━━━━━ Data in this exercise ━━━━━
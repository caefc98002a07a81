//! ffprobe adapter: container/stream metadata and the lenient integrity
//! check used before encoding and before replacing a source file.

use std::path::Path;
use std::process::Command;
use std::time::Duration;

use anyhow::{Context, Result};
use serde::Serialize;
use tracing::{debug, warn};

use crate::process_ext::run_with_timeout;

const PROBE_TIMEOUT: Duration = Duration::from_secs(60);
const DURATION_QUERY_TIMEOUT: Duration = Duration::from_secs(10);
const INTEGRITY_TIMEOUT: Duration = Duration::from_secs(120);

#[derive(Debug, Clone, Default, Serialize)]
pub struct VideoStream {
    pub width: u32,
    pub height: u32,
    pub codec: String,
    pub bit_rate: u64,
    pub fps: f64,
}

#[derive(Debug, Clone, Default, Serialize)]
pub struct AudioStream {
    pub codec: String,
    pub channels: u32,
    pub language: String,
}

#[derive(Debug, Clone, Default, Serialize)]
pub struct SubtitleStream {
    pub codec: String,
    pub language: String,
}

/// Best-effort container metadata. Missing fields default to zero/empty;
/// only a failure to invoke ffprobe at all is surfaced as an error.
#[derive(Debug, Clone, Default, Serialize)]
pub struct MediaInfo {
    pub format_name: String,
    pub duration_seconds: f64,
    pub bit_rate: u64,
    pub video_streams: Vec<VideoStream>,
    pub audio_streams: Vec<AudioStream>,
    pub subtitle_streams: Vec<SubtitleStream>,
}

impl MediaInfo {
    pub fn has_video(&self) -> bool {
        !self.video_streams.is_empty()
    }
}

fn parse_fps(raw: &str) -> f64 {
    if let Some((num, denom)) = raw.split_once('/') {
        let num: f64 = num.parse().unwrap_or(0.0);
        let denom: f64 = denom.parse().unwrap_or(0.0);
        if denom != 0.0 { num / denom } else { 0.0 }
    } else {
        raw.parse().unwrap_or(0.0)
    }
}

fn str_field(value: &serde_json::Value, key: &str) -> String {
    value
        .get(key)
        .and_then(|v| v.as_str())
        .unwrap_or_default()
        .to_string()
}

fn num_field(value: &serde_json::Value, key: &str) -> u64 {
    match value.get(key) {
        Some(serde_json::Value::Number(n)) => n.as_u64().unwrap_or(0),
        Some(serde_json::Value::String(s)) => s.parse().unwrap_or(0),
        _ => 0,
    }
}

fn language_tag(stream: &serde_json::Value) -> String {
    stream
        .get("tags")
        .and_then(|t| t.get("language"))
        .and_then(|l| l.as_str())
        .unwrap_or("unknown")
        .to_string()
}

fn parse_streams(info: &serde_json::Value, media: &mut MediaInfo) {
    let Some(streams) = info.get("streams").and_then(|s| s.as_array()) else {
        return;
    };
    for stream in streams {
        match stream.get("codec_type").and_then(|t| t.as_str()) {
            Some("video") => media.video_streams.push(VideoStream {
                width: num_field(stream, "width") as u32,
                height: num_field(stream, "height") as u32,
                codec: str_field(stream, "codec_name"),
                bit_rate: num_field(stream, "bit_rate"),
                fps: parse_fps(
                    stream
                        .get("avg_frame_rate")
                        .and_then(|r| r.as_str())
                        .unwrap_or("0/1"),
                ),
            }),
            Some("audio") => media.audio_streams.push(AudioStream {
                codec: str_field(stream, "codec_name"),
                channels: num_field(stream, "channels") as u32,
                language: language_tag(stream),
            }),
            Some("subtitle") => media.subtitle_streams.push(SubtitleStream {
                codec: str_field(stream, "codec_name"),
                language: language_tag(stream),
            }),
            _ => {}
        }
    }
}

/// Single-value ffprobe query, used by the duration fallbacks.
fn probe_single_value(source: &Path, args: &[&str]) -> Option<f64> {
    let mut cmd = Command::new("ffprobe");
    cmd.args(["-v", "error"])
        .args(args)
        .args(["-of", "default=noprint_wrappers=1:nokey=1"])
        .arg(source);
    let output = run_with_timeout(cmd, DURATION_QUERY_TIMEOUT).ok()?;
    if !output.success() {
        return None;
    }
    output.stdout.lines().next()?.trim().parse().ok()
}

/// Probe a media file. The container duration is recovered from stream- and
/// container-level queries when the primary probe omits it.
pub fn probe(source: &Path) -> Result<MediaInfo> {
    let mut cmd = Command::new("ffprobe");
    cmd.args(["-v", "quiet", "-print_format", "json", "-show_format", "-show_streams"])
        .arg(source);
    let output = run_with_timeout(cmd, PROBE_TIMEOUT)
        .with_context(|| format!("failed to run ffprobe on {}", source.display()))?;

    let mut media = MediaInfo::default();
    if !output.success() || output.stdout.trim().is_empty() {
        warn!(path = %source.display(), "ffprobe returned no usable output");
        return Ok(media);
    }

    let Ok(info) = serde_json::from_str::<serde_json::Value>(&output.stdout) else {
        warn!(path = %source.display(), "could not parse ffprobe JSON output");
        return Ok(media);
    };

    if let Some(format) = info.get("format") {
        media.format_name = str_field(format, "format_name");
        media.duration_seconds = format
            .get("duration")
            .and_then(|d| d.as_str())
            .and_then(|d| d.parse().ok())
            .unwrap_or(0.0);
        media.bit_rate = num_field(format, "bit_rate");
    }
    parse_streams(&info, &mut media);

    if media.duration_seconds == 0.0 && media.has_video() {
        debug!(path = %source.display(), "container duration missing, trying fallbacks");
        media.duration_seconds = probe_single_value(
            source,
            &["-select_streams", "v:0", "-show_entries", "stream=duration"],
        )
        .or_else(|| probe_single_value(source, &["-show_entries", "format=duration"]))
        .unwrap_or(0.0);
    }

    Ok(media)
}

/// Lenient integrity check: the file must be non-empty and ffprobe must be
/// able to read a format section out of it. Under strict validation a probe
/// timeout or unparsable output fails the file; otherwise both are accepted
/// (some valid files only emit warnings).
pub fn verify_integrity(source: &Path, strict: bool) -> bool {
    let size = match std::fs::metadata(source) {
        Ok(meta) => meta.len(),
        Err(err) => {
            warn!(path = %source.display(), error = %err, "cannot stat file for integrity check");
            return false;
        }
    };
    if size == 0 {
        warn!(path = %source.display(), "file has zero size");
        return false;
    }

    let mut cmd = Command::new("ffprobe");
    cmd.args(["-v", "error", "-hide_banner", "-of", "json", "-show_format", "-i"])
        .arg(source);
    let output = match run_with_timeout(cmd, INTEGRITY_TIMEOUT) {
        Ok(output) => output,
        Err(err) => {
            warn!(path = %source.display(), error = %err, "failed to run integrity probe");
            return false;
        }
    };

    if output.timed_out {
        warn!(path = %source.display(), "integrity probe timed out");
        return !strict;
    }

    match serde_json::from_str::<serde_json::Value>(&output.stdout) {
        Ok(data) if data.get("format").is_some() => true,
        Ok(_) => {
            warn!(path = %source.display(), "integrity probe output has no format section");
            !strict
        }
        Err(_) => {
            if !output.status.success() {
                let tail: String = output.stderr.lines().rev().take(3).collect::<Vec<_>>().join(" | ");
                warn!(path = %source.display(), stderr = %tail, "integrity probe failed");
                return false;
            }
            !strict
        }
    }
}

#[cfg(test)]
mod tests {
    use super::*;

    #[test]
    fn fps_parses_fractional_and_plain_rates() {
        assert!((parse_fps("30000/1001") - 29.97).abs() < 0.01);
        assert!((parse_fps("25") - 25.0).abs() < f64::EPSILON);
        assert_eq!(parse_fps("0/0"), 0.0);
        assert_eq!(parse_fps("garbage"), 0.0);
    }

    #[test]
    fn stream_parsing_fills_defaults_for_missing_fields() {
        let info: serde_json::Value = serde_json::from_str(
            r#"{
                "format": {"format_name": "matroska", "duration": "120.5", "bit_rate": "8000000"},
                "streams": [
                    {"codec_type": "video", "codec_name": "h264", "width": 1920, "height": 1080,
                     "avg_frame_rate": "24000/1001"},
                    {"codec_type": "audio", "codec_name": "aac", "channels": 6,
                     "tags": {"language": "eng"}},
                    {"codec_type": "subtitle", "codec_name": "subrip"}
                ]
            }"#,
        )
        .expect("fixture json");

        let mut media = MediaInfo::default();
        if let Some(format) = info.get("format") {
            media.format_name = str_field(format, "format_name");
            media.bit_rate = num_field(format, "bit_rate");
        }
        parse_streams(&info, &mut media);

        assert_eq!(media.format_name, "matroska");
        assert_eq!(media.bit_rate, 8_000_000);
        assert_eq!(media.video_streams.len(), 1);
        assert_eq!(media.video_streams[0].width, 1920);
        // Video stream without its own bit_rate defaults to zero.
        assert_eq!(media.video_streams[0].bit_rate, 0);
        assert_eq!(media.audio_streams[0].language, "eng");
        assert_eq!(media.subtitle_streams[0].language, "unknown");
    }

    #[test]
    fn zero_size_file_fails_integrity() {
        let dir = tempfile::tempdir().expect("tempdir");
        let path = dir.path().join("empty.mkv");
        std::fs::write(&path, b"").expect("write");
        assert!(!verify_integrity(&path, false));
    }
}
━━━━━
Exercise
All that is needed is the exact run of lines above from the line containing "pub struct MediaInfo" through the line containing "let num: f64", both of them included.

Output for this exercise
pub struct MediaInfo {
    pub format_name: String,
    pub duration_seconds: f64,
    pub bit_rate: u64,
    pub video_streams: Vec<VideoStream>,
    pub audio_streams: Vec<AudioStream>,
    pub subtitle_streams: Vec<SubtitleStream>,
}

impl MediaInfo {
    pub fn has_video(&self) -> bool {
        !self.video_streams.is_empty()
    }
}

fn parse_fps(raw: &str) -> f64 {
    if let Some((num, denom)) = raw.split_once('/') {
        let num: f64 = num.parse().unwrap_or(0.0);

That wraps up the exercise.